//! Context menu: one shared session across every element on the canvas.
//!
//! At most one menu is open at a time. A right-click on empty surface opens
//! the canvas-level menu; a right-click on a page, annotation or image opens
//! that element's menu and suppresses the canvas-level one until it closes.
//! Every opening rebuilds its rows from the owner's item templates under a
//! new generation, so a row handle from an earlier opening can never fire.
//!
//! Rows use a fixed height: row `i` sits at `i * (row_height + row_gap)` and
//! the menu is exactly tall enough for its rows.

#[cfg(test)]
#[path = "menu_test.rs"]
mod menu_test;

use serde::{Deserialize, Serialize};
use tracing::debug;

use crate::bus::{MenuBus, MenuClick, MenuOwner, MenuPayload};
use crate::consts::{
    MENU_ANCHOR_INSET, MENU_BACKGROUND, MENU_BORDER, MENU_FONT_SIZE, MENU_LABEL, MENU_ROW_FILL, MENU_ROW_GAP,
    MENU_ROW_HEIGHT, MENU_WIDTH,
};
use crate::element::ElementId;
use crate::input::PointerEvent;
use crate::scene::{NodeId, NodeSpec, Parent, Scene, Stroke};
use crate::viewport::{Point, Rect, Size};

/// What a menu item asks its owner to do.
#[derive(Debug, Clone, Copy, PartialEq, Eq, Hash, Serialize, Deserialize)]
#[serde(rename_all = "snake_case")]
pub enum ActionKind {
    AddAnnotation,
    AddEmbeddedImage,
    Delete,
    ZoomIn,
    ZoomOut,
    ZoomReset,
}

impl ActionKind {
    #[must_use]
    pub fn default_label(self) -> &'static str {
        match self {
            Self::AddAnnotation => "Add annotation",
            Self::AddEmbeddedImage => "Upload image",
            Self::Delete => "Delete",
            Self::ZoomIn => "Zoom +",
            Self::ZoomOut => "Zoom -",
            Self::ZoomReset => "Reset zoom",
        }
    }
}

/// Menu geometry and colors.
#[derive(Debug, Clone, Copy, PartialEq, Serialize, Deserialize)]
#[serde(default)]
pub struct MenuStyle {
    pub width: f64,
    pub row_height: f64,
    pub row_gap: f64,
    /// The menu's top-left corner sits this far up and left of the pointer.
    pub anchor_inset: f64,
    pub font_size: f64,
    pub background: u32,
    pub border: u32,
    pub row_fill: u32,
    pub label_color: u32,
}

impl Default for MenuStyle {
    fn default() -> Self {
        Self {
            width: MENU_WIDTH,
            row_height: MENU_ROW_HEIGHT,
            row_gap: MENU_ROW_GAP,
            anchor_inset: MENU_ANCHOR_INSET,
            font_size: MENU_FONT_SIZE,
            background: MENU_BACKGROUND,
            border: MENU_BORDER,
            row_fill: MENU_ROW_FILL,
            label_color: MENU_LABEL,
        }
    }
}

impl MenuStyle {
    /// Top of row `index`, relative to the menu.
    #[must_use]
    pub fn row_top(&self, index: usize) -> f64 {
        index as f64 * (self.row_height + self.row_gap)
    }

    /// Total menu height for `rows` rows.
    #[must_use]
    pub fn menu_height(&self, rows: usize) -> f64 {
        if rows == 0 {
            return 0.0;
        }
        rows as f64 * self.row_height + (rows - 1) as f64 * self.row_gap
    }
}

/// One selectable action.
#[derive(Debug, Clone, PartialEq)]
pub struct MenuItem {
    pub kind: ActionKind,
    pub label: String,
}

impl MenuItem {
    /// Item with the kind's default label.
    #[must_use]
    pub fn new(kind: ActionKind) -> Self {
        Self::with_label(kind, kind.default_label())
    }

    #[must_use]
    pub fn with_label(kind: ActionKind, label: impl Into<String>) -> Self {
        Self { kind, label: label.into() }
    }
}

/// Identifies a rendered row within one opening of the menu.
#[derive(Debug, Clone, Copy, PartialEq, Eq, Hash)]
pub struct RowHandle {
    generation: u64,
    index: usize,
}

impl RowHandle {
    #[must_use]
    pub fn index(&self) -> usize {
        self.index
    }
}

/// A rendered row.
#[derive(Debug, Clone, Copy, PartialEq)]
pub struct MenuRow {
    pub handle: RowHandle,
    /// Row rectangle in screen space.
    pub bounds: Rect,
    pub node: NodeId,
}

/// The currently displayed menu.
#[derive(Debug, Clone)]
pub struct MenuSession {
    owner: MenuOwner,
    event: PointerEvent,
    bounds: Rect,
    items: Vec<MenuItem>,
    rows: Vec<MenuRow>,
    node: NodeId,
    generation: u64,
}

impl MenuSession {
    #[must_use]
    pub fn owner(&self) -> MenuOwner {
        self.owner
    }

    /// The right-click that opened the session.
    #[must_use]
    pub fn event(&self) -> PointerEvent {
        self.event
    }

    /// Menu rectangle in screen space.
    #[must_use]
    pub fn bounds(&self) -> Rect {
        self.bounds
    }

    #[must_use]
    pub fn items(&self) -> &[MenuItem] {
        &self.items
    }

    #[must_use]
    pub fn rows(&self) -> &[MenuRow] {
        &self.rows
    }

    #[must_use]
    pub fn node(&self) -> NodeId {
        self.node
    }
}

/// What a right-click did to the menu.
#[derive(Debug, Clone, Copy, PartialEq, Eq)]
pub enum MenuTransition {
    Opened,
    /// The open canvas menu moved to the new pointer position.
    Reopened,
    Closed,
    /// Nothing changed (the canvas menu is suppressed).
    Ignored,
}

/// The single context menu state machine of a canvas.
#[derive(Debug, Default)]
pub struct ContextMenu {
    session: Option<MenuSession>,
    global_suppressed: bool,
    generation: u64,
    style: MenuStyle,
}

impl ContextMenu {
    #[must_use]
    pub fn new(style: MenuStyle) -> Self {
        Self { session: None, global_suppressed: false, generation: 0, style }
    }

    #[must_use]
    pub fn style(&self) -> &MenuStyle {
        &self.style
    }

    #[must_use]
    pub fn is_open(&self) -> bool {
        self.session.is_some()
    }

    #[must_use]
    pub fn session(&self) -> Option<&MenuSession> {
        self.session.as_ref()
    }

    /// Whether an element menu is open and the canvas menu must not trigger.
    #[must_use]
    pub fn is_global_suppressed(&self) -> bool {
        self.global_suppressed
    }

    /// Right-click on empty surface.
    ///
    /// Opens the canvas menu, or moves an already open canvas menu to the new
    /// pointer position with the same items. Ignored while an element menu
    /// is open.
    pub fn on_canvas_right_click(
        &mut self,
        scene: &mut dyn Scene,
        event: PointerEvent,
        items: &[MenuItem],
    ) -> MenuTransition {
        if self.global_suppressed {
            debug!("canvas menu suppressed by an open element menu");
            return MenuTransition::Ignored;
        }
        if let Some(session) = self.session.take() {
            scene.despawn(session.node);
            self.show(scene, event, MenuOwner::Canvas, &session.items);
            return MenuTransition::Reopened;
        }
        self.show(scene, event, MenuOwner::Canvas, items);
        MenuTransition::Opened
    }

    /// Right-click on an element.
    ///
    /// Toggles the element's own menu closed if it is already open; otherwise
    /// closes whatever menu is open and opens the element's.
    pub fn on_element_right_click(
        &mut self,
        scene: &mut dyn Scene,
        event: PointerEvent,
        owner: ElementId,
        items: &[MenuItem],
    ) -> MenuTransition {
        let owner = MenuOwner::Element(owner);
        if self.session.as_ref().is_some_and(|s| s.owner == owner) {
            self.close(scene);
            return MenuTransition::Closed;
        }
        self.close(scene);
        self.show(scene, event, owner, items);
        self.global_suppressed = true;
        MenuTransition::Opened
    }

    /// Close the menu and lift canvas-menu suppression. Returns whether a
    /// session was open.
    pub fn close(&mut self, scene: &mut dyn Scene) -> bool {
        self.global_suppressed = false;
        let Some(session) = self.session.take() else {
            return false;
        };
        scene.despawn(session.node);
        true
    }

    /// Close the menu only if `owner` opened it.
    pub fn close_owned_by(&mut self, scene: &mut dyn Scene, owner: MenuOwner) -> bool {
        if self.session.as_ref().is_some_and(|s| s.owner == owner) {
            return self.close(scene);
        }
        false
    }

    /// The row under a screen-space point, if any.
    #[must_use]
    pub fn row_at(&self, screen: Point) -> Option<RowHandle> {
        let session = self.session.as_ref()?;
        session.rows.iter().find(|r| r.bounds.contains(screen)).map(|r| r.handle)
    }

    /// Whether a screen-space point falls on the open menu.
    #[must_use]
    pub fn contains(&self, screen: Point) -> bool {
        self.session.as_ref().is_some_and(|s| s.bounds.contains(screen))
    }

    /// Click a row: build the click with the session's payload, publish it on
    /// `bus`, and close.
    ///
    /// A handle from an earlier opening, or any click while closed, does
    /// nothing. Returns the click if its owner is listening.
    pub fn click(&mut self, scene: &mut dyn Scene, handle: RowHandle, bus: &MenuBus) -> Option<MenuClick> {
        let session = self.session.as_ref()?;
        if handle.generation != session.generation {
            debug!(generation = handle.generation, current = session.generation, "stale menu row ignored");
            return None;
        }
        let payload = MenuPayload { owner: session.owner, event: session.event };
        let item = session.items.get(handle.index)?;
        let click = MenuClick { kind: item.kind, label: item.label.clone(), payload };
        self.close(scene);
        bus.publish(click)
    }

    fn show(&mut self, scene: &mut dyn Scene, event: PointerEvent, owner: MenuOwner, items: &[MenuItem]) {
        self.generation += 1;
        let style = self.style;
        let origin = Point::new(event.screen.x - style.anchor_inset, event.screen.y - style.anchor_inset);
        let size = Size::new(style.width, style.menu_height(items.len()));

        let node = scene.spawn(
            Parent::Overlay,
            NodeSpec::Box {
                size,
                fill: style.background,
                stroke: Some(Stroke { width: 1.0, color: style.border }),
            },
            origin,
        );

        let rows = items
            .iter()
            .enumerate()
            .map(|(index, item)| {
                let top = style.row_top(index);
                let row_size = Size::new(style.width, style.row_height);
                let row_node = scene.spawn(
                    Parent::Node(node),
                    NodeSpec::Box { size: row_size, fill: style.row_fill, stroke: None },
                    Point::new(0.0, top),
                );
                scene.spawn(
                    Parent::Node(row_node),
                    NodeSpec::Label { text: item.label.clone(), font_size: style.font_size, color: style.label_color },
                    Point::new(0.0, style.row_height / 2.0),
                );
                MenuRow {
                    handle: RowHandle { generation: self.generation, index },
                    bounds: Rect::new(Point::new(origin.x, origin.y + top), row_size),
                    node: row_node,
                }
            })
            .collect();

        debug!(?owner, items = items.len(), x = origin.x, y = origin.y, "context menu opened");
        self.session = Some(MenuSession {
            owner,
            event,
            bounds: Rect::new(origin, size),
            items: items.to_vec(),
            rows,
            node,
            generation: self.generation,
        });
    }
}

---

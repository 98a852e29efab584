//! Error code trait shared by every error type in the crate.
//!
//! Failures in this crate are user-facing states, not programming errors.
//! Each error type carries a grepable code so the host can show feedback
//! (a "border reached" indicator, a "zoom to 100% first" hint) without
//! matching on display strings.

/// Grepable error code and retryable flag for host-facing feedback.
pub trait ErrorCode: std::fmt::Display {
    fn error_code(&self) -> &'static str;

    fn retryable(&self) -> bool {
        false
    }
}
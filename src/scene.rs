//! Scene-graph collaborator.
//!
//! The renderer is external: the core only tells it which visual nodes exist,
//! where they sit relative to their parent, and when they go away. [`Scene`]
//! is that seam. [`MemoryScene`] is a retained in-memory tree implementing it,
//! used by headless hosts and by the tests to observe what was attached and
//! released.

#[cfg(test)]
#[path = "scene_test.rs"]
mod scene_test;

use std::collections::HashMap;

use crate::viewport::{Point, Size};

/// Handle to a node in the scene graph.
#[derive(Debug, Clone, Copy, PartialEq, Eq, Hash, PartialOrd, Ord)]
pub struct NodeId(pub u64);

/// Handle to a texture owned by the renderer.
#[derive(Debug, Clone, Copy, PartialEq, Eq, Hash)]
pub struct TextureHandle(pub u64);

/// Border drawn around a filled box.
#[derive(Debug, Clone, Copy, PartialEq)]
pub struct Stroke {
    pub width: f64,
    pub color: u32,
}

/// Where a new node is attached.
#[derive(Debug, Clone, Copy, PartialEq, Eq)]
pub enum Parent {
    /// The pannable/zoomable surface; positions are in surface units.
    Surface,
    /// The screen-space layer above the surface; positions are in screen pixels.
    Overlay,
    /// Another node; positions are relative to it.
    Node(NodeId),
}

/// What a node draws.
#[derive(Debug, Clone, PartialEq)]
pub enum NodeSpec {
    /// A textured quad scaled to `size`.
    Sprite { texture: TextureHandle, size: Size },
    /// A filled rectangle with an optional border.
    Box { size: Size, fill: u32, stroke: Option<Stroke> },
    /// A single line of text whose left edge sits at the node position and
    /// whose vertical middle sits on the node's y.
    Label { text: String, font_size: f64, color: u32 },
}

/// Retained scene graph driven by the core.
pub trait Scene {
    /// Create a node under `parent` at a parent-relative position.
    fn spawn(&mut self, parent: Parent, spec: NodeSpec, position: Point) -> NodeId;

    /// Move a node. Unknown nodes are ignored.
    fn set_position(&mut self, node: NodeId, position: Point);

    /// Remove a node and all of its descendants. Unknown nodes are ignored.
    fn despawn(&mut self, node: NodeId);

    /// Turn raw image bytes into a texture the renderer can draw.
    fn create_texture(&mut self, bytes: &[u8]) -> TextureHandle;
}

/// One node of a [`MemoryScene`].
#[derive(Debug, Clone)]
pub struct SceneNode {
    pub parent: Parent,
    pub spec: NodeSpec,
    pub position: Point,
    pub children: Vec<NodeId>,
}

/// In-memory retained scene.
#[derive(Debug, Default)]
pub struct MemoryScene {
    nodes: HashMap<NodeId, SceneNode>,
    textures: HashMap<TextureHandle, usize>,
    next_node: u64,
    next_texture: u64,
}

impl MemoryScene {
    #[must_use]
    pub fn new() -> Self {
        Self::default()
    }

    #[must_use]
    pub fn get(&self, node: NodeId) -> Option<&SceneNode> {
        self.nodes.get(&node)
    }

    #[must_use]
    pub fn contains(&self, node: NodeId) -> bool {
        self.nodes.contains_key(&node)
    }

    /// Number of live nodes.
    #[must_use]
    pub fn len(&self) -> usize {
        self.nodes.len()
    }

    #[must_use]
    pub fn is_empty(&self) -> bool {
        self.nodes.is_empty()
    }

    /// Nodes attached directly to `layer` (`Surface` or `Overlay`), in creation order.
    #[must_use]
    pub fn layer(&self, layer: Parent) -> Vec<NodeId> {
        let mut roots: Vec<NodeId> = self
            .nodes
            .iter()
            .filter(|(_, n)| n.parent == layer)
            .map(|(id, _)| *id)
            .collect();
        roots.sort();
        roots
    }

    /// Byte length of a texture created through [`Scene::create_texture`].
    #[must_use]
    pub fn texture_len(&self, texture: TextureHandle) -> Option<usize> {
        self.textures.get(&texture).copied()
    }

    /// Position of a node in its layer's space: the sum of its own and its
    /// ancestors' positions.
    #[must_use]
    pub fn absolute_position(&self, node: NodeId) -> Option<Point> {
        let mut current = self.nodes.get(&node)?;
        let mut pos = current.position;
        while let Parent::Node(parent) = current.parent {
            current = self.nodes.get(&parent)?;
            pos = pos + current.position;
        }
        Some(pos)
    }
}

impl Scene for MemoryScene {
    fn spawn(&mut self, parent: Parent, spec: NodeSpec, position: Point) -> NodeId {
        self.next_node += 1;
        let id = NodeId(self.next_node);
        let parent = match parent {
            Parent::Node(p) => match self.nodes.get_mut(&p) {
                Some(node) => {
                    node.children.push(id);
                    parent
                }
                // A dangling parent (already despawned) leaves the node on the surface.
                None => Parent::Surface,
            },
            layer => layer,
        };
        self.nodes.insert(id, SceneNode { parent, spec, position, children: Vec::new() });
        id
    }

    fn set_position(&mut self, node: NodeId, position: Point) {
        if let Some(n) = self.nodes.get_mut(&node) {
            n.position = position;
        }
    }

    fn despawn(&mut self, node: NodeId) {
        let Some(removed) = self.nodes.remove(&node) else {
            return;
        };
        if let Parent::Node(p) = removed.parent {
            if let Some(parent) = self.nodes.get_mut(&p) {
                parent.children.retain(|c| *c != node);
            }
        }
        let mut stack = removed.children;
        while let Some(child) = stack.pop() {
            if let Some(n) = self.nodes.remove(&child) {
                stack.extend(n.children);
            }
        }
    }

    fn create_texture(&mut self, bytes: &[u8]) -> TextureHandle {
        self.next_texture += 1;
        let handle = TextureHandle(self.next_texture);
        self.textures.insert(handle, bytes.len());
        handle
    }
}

YOUR TASK — Whenever the word "bool" occurs in a line of the records, that line counts once; state the total alone.

ANSWER FOR THIS EXERCISE — 9